我使用Sonnet创建了一个简单的功能模块:
class MNISTEncoder(snt.AbstractModule):
def __init__(self,name='mnist_encoder'):
super(MNISTEncoder,self).__init__(name=name)
def _build(self,inputs,is_training):
normalizedData = tf.layers.batch_normalization(inputs, center=True,
scale=True,
training=is_training)
conv_A11 = tf.layers.conv2d(normalizedData, 32, [5, 5], name='conv5x5_0',
kernel_regularizer=tf.nn.l2_loss)
max_A12 = tf.layers.max_pooling2d(conv_A11, [2, 2], 2, name='max_2x2_0')

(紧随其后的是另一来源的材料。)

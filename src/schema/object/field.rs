//! Field slots and the rules attached to them.

use std::sync::Arc;

use indexmap::IndexMap;

use crate::context::Context;
use crate::error::Meta;
use crate::schema::traits::AnySchema;
use crate::value::Value;

use super::condition::{Case, Condition, ConditionOp};

/// A declared field: its schema plus conditional and cross-field rules.
#[derive(Clone)]
pub(crate) struct FieldDef {
    pub(crate) schema: Arc<dyn AnySchema>,
    pub(crate) rules: Vec<FieldRule>,
}

impl FieldDef {
    pub(crate) fn new(schema: Arc<dyn AnySchema>) -> Self {
        Self {
            schema,
            rules: Vec::new(),
        }
    }

    /// Conditions gating this field; the field is only validated when all hold.
    pub(crate) fn gates(&self) -> impl Iterator<Item = &Condition> {
        self.rules.iter().filter_map(|rule| match rule {
            FieldRule::SkipUnless(condition) => Some(condition),
            _ => None,
        })
    }

    pub(crate) fn is_gated(&self) -> bool {
        self.gates().next().is_some()
    }

    /// True when `value` counts as provided for this field.
    pub(crate) fn is_present(&self, value: &Value) -> bool {
        !(value.is_missing() || (value.is_null() && !self.schema.is_nullable()))
    }
}

/// A rule evaluated in the cross-field pass.
#[derive(Debug, Clone, PartialEq)]
pub(crate) enum FieldRule {
    RequiredIf(Condition),
    RequiredWith(Vec<String>),
    RequiredWithout(Vec<String>),
    ExcludedIf(Condition),
    SkipUnless(Condition),
    Compare {
        op: ConditionOp,
        other: String,
        case: Case,
    },
    Contains(String),
    Excludes(String),
}

impl FieldRule {
    /// True for conditional requirements, which run before comparisons.
    pub(crate) fn is_conditional(&self) -> bool {
        matches!(
            self,
            FieldRule::RequiredIf(_)
                | FieldRule::RequiredWith(_)
                | FieldRule::RequiredWithout(_)
                | FieldRule::ExcludedIf(_)
        )
    }

    /// Evaluates the rule for a field holding `value`.
    ///
    /// `ctx` is positioned at the field. Returns whether to stop.
    pub(crate) fn evaluate(
        &self,
        value: &Value,
        present: bool,
        view: &FieldView<'_>,
        ctx: &Context,
    ) -> bool {
        match self {
            FieldRule::RequiredIf(condition) => {
                if present || !condition.holds(view.lookup(&condition.path)) {
                    return false;
                }
                ctx.add_issue_with_meta("object.required_if", "is required", condition_meta(condition))
            }
            FieldRule::ExcludedIf(condition) => {
                if !present || !condition.holds(view.lookup(&condition.path)) {
                    return false;
                }
                ctx.add_issue_with_meta(
                    "object.excluded_if",
                    "must be absent",
                    condition_meta(condition),
                )
            }
            FieldRule::RequiredWith(paths) => {
                if present || !paths.iter().any(|p| !view.lookup(p).is_blank()) {
                    return false;
                }
                ctx.add_issue_with_meta(
                    "object.required_with",
                    format!("is required when {} is present", paths.join(" or ")),
                    Meta::new().with("fields", paths.join(", ")),
                )
            }
            FieldRule::RequiredWithout(paths) => {
                if present || !paths.iter().any(|p| view.lookup(p).is_blank()) {
                    return false;
                }
                ctx.add_issue_with_meta(
                    "object.required_without",
                    format!("is required when {} is absent", paths.join(" or ")),
                    Meta::new().with("fields", paths.join(", ")),
                )
            }
            FieldRule::SkipUnless(_) => false,
            FieldRule::Compare { op, other, case } => {
                if !present {
                    return false;
                }
                // Operands that cannot be related pass.
                if op.relate(value, view.lookup(other), *case) != Some(false) {
                    return false;
                }
                let suffix = match case {
                    Case::Insensitive => "field",
                    Case::Sensitive => "cs_field",
                };
                ctx.add_issue_with_meta(
                    format!("object.{}_{}", op.name(), suffix),
                    format!("{} field '{}'", comparison_phrase(*op), other),
                    Meta::new().with("field", other.as_str()),
                )
            }
            FieldRule::Contains(other) => {
                let (Some(haystack), Some(needle)) = (value.as_str(), view.lookup(other).as_str())
                else {
                    return false;
                };
                if haystack.contains(needle) {
                    return false;
                }
                ctx.add_issue_with_meta(
                    "object.field_contains",
                    format!("must contain the value of field '{}'", other),
                    Meta::new().with("field", other.as_str()),
                )
            }
            FieldRule::Excludes(other) => {
                let (Some(haystack), Some(needle)) = (value.as_str(), view.lookup(other).as_str())
                else {
                    return false;
                };
                if !haystack.contains(needle) {
                    return false;
                }
                ctx.add_issue_with_meta(
                    "object.field_excludes",
                    format!("must not contain the value of field '{}'", other),
                    Meta::new().with("field", other.as_str()),
                )
            }
        }
    }
}

fn condition_meta(condition: &Condition) -> Meta {
    Meta::new()
        .with("field", condition.path.as_str())
        .with("op", condition.op.name())
        .with("expected", condition.expected_text())
}

fn comparison_phrase(op: ConditionOp) -> &'static str {
    match op {
        ConditionOp::Eq => "must equal",
        ConditionOp::Ne => "must differ from",
        ConditionOp::Gt => "must be greater than",
        ConditionOp::Gte => "must not be less than",
        ConditionOp::Lt => "must be less than",
        ConditionOp::Lte => "must not be greater than",
    }
}

/// Read access to the per-call field values of an object.
///
/// Declared fields resolve to their validated value when validation
/// succeeded and to the raw input otherwise. Undeclared keys resolve to the
/// raw input.
///
/// # Example
///
/// ```rust
/// use assay::{AnySchema, FieldPath, Issue, Options, Schema, ValidationError, Value};
/// use serde_json::json;
/// use stillwater::Validation;
///
/// let schema = Schema::object()
///     .field("name", Schema::text().trim())
///     .custom(|view| {
///         if view.get("name").as_str() == Some("root") {
///             Validation::Failure(ValidationError::single(Issue::new(
///                 FieldPath::from_field("name"),
///                 "user.reserved",
///                 "name is reserved",
///             )))
///         } else {
///             Validation::Success(())
///         }
///     });
///
/// let result = schema.validate_any(&Value::from(json!({"name": " root "})), Options::default());
/// assert_eq!(result.into_result().unwrap_err().first().code, "user.reserved");
/// ```
#[derive(Debug, Clone, Copy)]
pub struct FieldView<'a> {
    fields: &'a IndexMap<String, Value>,
    raw: &'a Value,
}

impl<'a> FieldView<'a> {
    pub(crate) fn new(fields: &'a IndexMap<String, Value>, raw: &'a Value) -> Self {
        Self { fields, raw }
    }

    /// Returns the value of a top-level key.
    pub fn get(&self, key: &str) -> &'a Value {
        match self.fields.get(key) {
            Some(value) => value,
            None => self.raw.get(key),
        }
    }

    /// Descends a dotted path such as `address.city`, starting from the
    /// resolved value of its first segment.
    pub fn lookup(&self, path: &str) -> &'a Value {
        let mut segments = path.split('.');
        let head = match segments.next() {
            Some(head) if !head.is_empty() => head,
            _ => return self.raw,
        };
        segments.fold(self.get(head), |current, segment| current.step(segment))
    }

    /// The object as it was received.
    pub fn raw(&self) -> &'a Value {
        self.raw
    }
}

conv_A13 = tf.layers.conv2d(max_A12, 64, [5, 5], name='conv_5x5_1',
kernel_regularizer=tf.nn.l2_loss)
max_A14 = tf.layers.max_pooling2d(conv_A13, [2, 2], 2, name='max_2x2_1')
A1 = tf.layers.flatten(max_A14, 'A1')
dense_A21 = tf.layers.dense(A1, 1024, name='dense_1024')
drpt_A22 = tf.layers.dropout(dense_A21, 0.4, name='drpt_0.4',
training=is_training)
logits = tf.layers.dense(drpt_A22, 10, name='logits')
return logits
模块在tf.estimator model_fn中调用,如下所示:
#[...]
with tf.variable_scope('DLModel'):
mnistEncoder = MNISTEncoder('MainModule')
logits = mnistEncoder(dataTensor,trainingFlag)
output = tf.nn.softmax(logits, name='output')
这很好。但是,当我运行tensorboard时, Graph 选项卡中没有任何内容显示。我仍然可以在 Scalars 选项卡中看到模型的损失演变和其他标量摘要。如果我不使用Sonnet并将图层直接放在tf.estimator model_fn中,它可以很好地工作,我可以在tensorboard中看到我的模型图。 (我使用的是tensorflow,sonnet和tensorboard的最新版本(分别为版本1.4,1.4和1.0)。